Chili canapé fishcakes with cod

Prep Time  30 mins
Cooking Time  15 mins
Serves    18


  • 250g MSC certified cod or other firm white fish
  • 4 spring onions, trimmed
  • A half thumb sized chunk of ginger, peeled
  • 1 small hot chili, halved and deseeded
  • Small bunch of fresh coriander, leaves and stalks
  • Zest of 1 lime
  • 1 tsp fish sauce
  • Good pinch of sea salt and freshly ground black pepper, to season
  • 2 tbsp cornflour
  • Sunflower oil, or another light, neutral oil for frying 

For the dipping sauce

  • 4 tbsp sweet chili sauce
  • Juice of one lime
  • 1-2 small hot chilies, finely chopped (seeds optional)
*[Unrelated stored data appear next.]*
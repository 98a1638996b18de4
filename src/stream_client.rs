// Stream Chat server-side REST client
// Supports: user query/upsert, channel get-or-create, channel messages

use crate::directory::{Channel, Directory, DirectoryError, DirectoryUser};
use async_trait::async_trait;
use jsonwebtoken::{encode, EncodingKey, Header};
use reqwest::{Client, RequestBuilder, Response};
use serde::{Deserialize, Serialize};
use serde_json::{json, Value};
use std::time::Duration;

#[derive(Clone)]
pub struct StreamClient {
    client: Client,
    api_key: String,
    server_token: String,
    base_url: String,
}

#[derive(Debug, Serialize, Deserialize)]
pub struct ServerClaims {
    pub server: bool,
}

#[derive(Debug, Deserialize)]
pub struct QueryUsersResponse {
    #[serde(default)]
    pub users: Vec<DirectoryUser>,
}

// ============================================================================
// REQUEST BODIES
// ============================================================================

pub fn query_users_payload(filter: Value) -> Value {
    json!({
        "filter_conditions": filter,
        "limit": 1,
    })
}

pub fn upsert_users_body(user: &DirectoryUser) -> Value {
    let mut users = serde_json::Map::new();
    users.insert(user.id.clone(), json!(user));
    json!({ "users": users })
}

pub fn channel_query_body(channel: &Channel) -> Value {
    json!({
        "data": {
            "name": channel.name,
            "created_by_id": channel.created_by_id,
            "members": channel.members,
        },
        "state": false,
    })
}

pub fn message_body(user_id: &str, text: &str) -> Value {
    json!({
        "message": {
            "text": text,
            "user_id": user_id,
        }
    })
}

/// Server tokens carry no expiry; Stream accepts them for the lifetime of the secret.
pub fn sign_server_token(api_secret: &str) -> Result<String, jsonwebtoken::errors::Error> {
    encode(
        &Header::default(),
        &ServerClaims { server: true },
        &EncodingKey::from_secret(api_secret.as_bytes()),
    )
}

// ============================================================================
// IMPLEMENTATION
// ============================================================================

impl StreamClient {
    pub fn new(
        api_key: String,
        api_secret: &str,
        base_url: String,
        timeout: Duration,
    ) -> Result<Self, DirectoryError> {
        Ok(Self {
            client: Client::builder().timeout(timeout).build()?,
            api_key,
            server_token: sign_server_token(api_secret)?,
            base_url: base_url.trim_end_matches('/').to_string(),
        })
    }

    fn authorized(&self, builder: RequestBuilder) -> RequestBuilder {
        builder
            .query(&[("api_key", self.api_key.as_str())])
            .header("Authorization", &self.server_token)
            .header("Stream-Auth-Type", "jwt")
    }

    async fn read_body(response: Response) -> Result<String, DirectoryError> {
        let status = response.status();
        let body = response.text().await?;

        if status.is_success() {
            Ok(body)
        } else {
            Err(DirectoryError::ApiError {
                status: status.as_u16(),
                body,
            })
        }
    }

    async fn query_users(&self, filter: Value) -> Result<Vec<DirectoryUser>, DirectoryError> {
        let payload = serde_json::to_string(&query_users_payload(filter))?;
        let url = format!("{}/users", self.base_url);

        let response = self
            .authorized(self.client.get(&url))
            .query(&[("payload", payload.as_str())])
            .send()
            .await?;

        let body = Self::read_body(response).await?;
        let result: QueryUsersResponse = serde_json::from_str(&body)?;
        Ok(result.users)
    }
}

#[async_trait]
impl Directory for StreamClient {
    async fn find_user(&self, user_id: &str) -> Result<Option<DirectoryUser>, DirectoryError> {
        let users = self.query_users(json!({ "id": { "$eq": user_id } })).await?;
        Ok(users.into_iter().next())
    }

    async fn find_user_by_id_or_email(
        &self,
        user_id: &str,
        email: &str,
    ) -> Result<Option<DirectoryUser>, DirectoryError> {
        let users = self
            .query_users(json!({
                "$or": [
                    { "id": { "$eq": user_id } },
                    { "email": { "$eq": email } }
                ]
            }))
            .await?;
        Ok(users.into_iter().next())
    }

    async fn upsert_user(&self, user: &DirectoryUser) -> Result<(), DirectoryError> {
        let url = format!("{}/users", self.base_url);
        let response = self
            .authorized(self.client.post(&url))
            .json(&upsert_users_body(user))
            .send()
            .await?;

        Self::read_body(response).await?;
        tracing::info!("📇 Upserted directory user {}", user.id);
        Ok(())
    }

    async fn ensure_channel(&self, channel: &Channel) -> Result<(), DirectoryError> {
        let url = format!(
            "{}/channels/{}/{}/query",
            self.base_url, channel.channel_type, channel.id
        );
        let response = self
            .authorized(self.client.post(&url))
            .json(&channel_query_body(channel))
            .send()
            .await?;

        Self::read_body(response).await?;
        tracing::debug!("Channel {}:{} ready", channel.channel_type, channel.id);
        Ok(())
    }

    async fn send_message(&self, channel: &Channel, user_id: &str, text: &str) -> Result<(), DirectoryError> {
        let url = format!(
            "{}/channels/{}/{}/message",
            self.base_url, channel.channel_type, channel.id
        );
        let response = self
            .authorized(self.client.post(&url))
            .json(&message_body(user_id, text))
            .send()
            .await?;

        Self::read_body(response).await?;
        Ok(())
    }
}

#[cfg(test)]
mod tests {
    use super::*;
    use jsonwebtoken::{decode, Algorithm, DecodingKey, Validation};

    #[test]
    fn test_server_token_is_signed_with_secret() {
        let token = sign_server_token("top-secret").unwrap();

        let mut validation = Validation::new(Algorithm::HS256);
        validation.required_spec_claims.clear();
        validation.validate_exp = false;

        let data = decode::<ServerClaims>(
            &token,
            &DecodingKey::from_secret("top-secret".as_bytes()),
            &validation,
        )
        .unwrap();
        assert!(data.claims.server);

        assert!(decode::<ServerClaims>(
            &token,
            &DecodingKey::from_secret("wrong".as_bytes()),
            &validation,
        )
        .is_err());
    }

    #[test]
    fn test_upsert_body_is_keyed_by_user_id() {
        let user = DirectoryUser::member("u1", "Ada", "ada@example.com");

        assert_eq!(
            upsert_users_body(&user),
            json!({
                "users": {
                    "u1": {"id": "u1", "name": "Ada", "email": "ada@example.com", "role": "user"}
                }
            })
        );
    }

    #[test]
    fn test_channel_query_creates_with_bot_as_owner() {
        let body = channel_query_body(&Channel::for_user("u1"));

        assert_eq!(body["data"]["name"], "AI Chat");
        assert_eq!(body["data"]["created_by_id"], "ai_bot");
        assert_eq!(body["data"]["members"], json!(["u1", "ai_bot"]));
    }

    #[test]
    fn test_message_body_names_author() {
        assert_eq!(
            message_body("ai_bot", "Hi there"),
            json!({"message": {"text": "Hi there", "user_id": "ai_bot"}})
        );
    }

    #[test]
    fn test_users_response_tolerates_extra_fields() {
        let response: QueryUsersResponse = serde_json::from_value(json!({
            "users": [{"id": "u1", "name": "Ada", "online": false, "created_at": "2024-01-01T00:00:00Z"}],
            "duration": "1.2ms"
        }))
        .unwrap();

        assert_eq!(response.users.len(), 1);
        assert_eq!(response.users[0].id, "u1");
        assert_eq!(response.users[0].email, None);
    }
}
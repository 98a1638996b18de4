use axum::{response::Html, routing::get, Router};

pub fn ui_routes() -> Router {
    Router::new().route("/", get(chat_page))
}

pub async fn chat_page() -> Html<&'static str> {
    Html(CHAT_PAGE)
}

const CHAT_PAGE: &str = r###"
<!DOCTYPE html>
<html lang="en">
<head>
    <meta charset="UTF-8">
    <meta name="viewport" content="width=device-width, initial-scale=1.0">
    <title>AI Chat</title>
    <style>
        body { font-family: -apple-system, BlinkMacSystemFont, 'Segoe UI', Roboto, sans-serif; max-width: 720px; margin: 0 auto; padding: 20px; }
        .message { padding: 0.5rem 0.75rem; margin: 0.5rem 0; border-radius: 6px; white-space: pre-wrap; }
        .user { background: #e7f1ff; text-align: right; }
        .ai { background: #f1f3f5; }
        .error { color: #b02a37; }
        .hidden { display: none; }
    </style>
</head>
<body>
    <h1>AI Chat</h1>

    <form id="register-form">
        <input id="name" placeholder="Name" required>
        <input id="email" type="email" placeholder="Email" required>
        <button type="submit">Start chatting</button>
    </form>

    <div id="chat" class="hidden">
        <div id="messages"></div>
        <p id="status"></p>
        <form id="chat-form">
            <input id="message" placeholder="Type a message..." autocomplete="off">
            <button type="submit" id="send">Send</button>
        </form>
    </div>

    <script>
        const state = { userId: localStorage.getItem('userId'), messages: [], isLoading: false, error: null };

        async function post(path, body) {
            const res = await fetch(path, {
                method: 'POST',
                headers: { 'Content-Type': 'application/json' },
                body: JSON.stringify(body),
            });
            const data = await res.json().catch(() => ({}));
            if (!res.ok) throw new Error(data.error || `Request failed (${res.status})`);
            return data;
        }

        function render() {
            document.getElementById('register-form').classList.toggle('hidden', !!state.userId);
            document.getElementById('chat').classList.toggle('hidden', !state.userId);

            const list = document.getElementById('messages');
            list.innerHTML = '';
            for (const msg of state.messages) {
                const div = document.createElement('div');
                div.className = `message ${msg.role}`;
                div.textContent = msg.content;
                list.appendChild(div);
            }

            const status = document.getElementById('status');
            status.className = state.error ? 'error' : '';
            status.textContent = state.error || (state.isLoading ? 'Thinking...' : '');
            document.getElementById('send').disabled = state.isLoading;
        }

        async function loadChatHistory() {
            if (!state.userId) return;
            try {
                const data = await post('/get-messages', { userId: state.userId });
                state.messages = data.messages
                    .flatMap((msg) => [
                        { role: 'user', content: msg.message },
                        { role: 'ai', content: msg.reply },
                    ])
                    .filter((msg) => msg.content);
                state.error = null;
            } catch (err) {
                state.error = `Could not load chat history: ${err.message}`;
            }
            render();
        }

        document.getElementById('register-form').addEventListener('submit', async (e) => {
            e.preventDefault();
            try {
                const data = await post('/register', {
                    name: document.getElementById('name').value,
                    email: document.getElementById('email').value,
                });
                state.userId = data.userId;
                localStorage.setItem('userId', data.userId);
                state.error = null;
                await loadChatHistory();
            } catch (err) {
                state.error = err.message;
                render();
            }
        });

        document.getElementById('chat-form').addEventListener('submit', async (e) => {
            e.preventDefault();
            const input = document.getElementById('message');
            const message = input.value.trim();
            if (!message || state.isLoading) return;

            input.value = '';
            const pending = { role: 'user', content: message };
            state.messages.push(pending);
            state.isLoading = true;
            state.error = null;
            render();

            try {
                const data = await post('/chat', { message, userId: state.userId });
                state.messages.push({ role: 'ai', content: data.reply });
            } catch (err) {
                // Not persisted, so a history reload would not bring it back.
                state.messages = state.messages.filter((msg) => msg !== pending);
                input.value = message;
                state.error = err.message;
            } finally {
                state.isLoading = false;
                render();
            }
        });

        render();
        loadChatHistory();
    </script>
</body>
</html>
"###;
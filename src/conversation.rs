// src/conversation.rs
use crate::completion::Turn;
use crate::models::chat::ChatMessage;

/// Reply used when the completion service answers without any text.
pub const NO_RESPONSE_REPLY: &str = "No response from chat bot";

/// Number of stored exchanges that fit in a window of `turns` turns.
/// Each exchange contributes one user turn and one model turn.
pub fn pairs_for_turns(turns: usize) -> usize {
    turns / 2
}

/// Flattens prior exchanges (oldest first) into alternating user/model turns
/// and appends the new user message.
pub fn build_turns(history: &[ChatMessage], message: &str) -> Vec<Turn> {
    let mut turns = Vec::with_capacity(history.len() * 2 + 1);
    for exchange in history {
        turns.push(Turn::user(exchange.message.as_str()));
        turns.push(Turn::model(exchange.reply.as_str()));
    }
    turns.push(Turn::user(message));
    turns
}

pub fn reply_or_placeholder(reply: Option<String>) -> String {
    match reply {
        Some(text) if !text.trim().is_empty() => text,
        _ => NO_RESPONSE_REPLY.to_string(),
    }
}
  1. Place the fish, spring onions, ginger, chili, coriander, lime zest, fish sauce and seasoning in a food processor. Blitz in the processor till the mixture is well blended.
  2. Shape the mixture firmly into small, bitesized fishcakes. Coat each one lightly in a little cornflour.
  3. Heat a little oil in a frying or sauté pan on a medium heat. Reduce the heat and cook the fishcakes for a few minutes on each side, till golden. Do this in two batches to avoid overcrowding the pan. Drain on kitchen paper. Keep the first batch warm in a low oven while cooking the rest.
  4. To make the dipping sauce mix all the ingredients together and pour into a small serving bowl.
  5. Serve the fishcakes with the dipping sauce, as part of a canapé party or as an appetiser with drinks.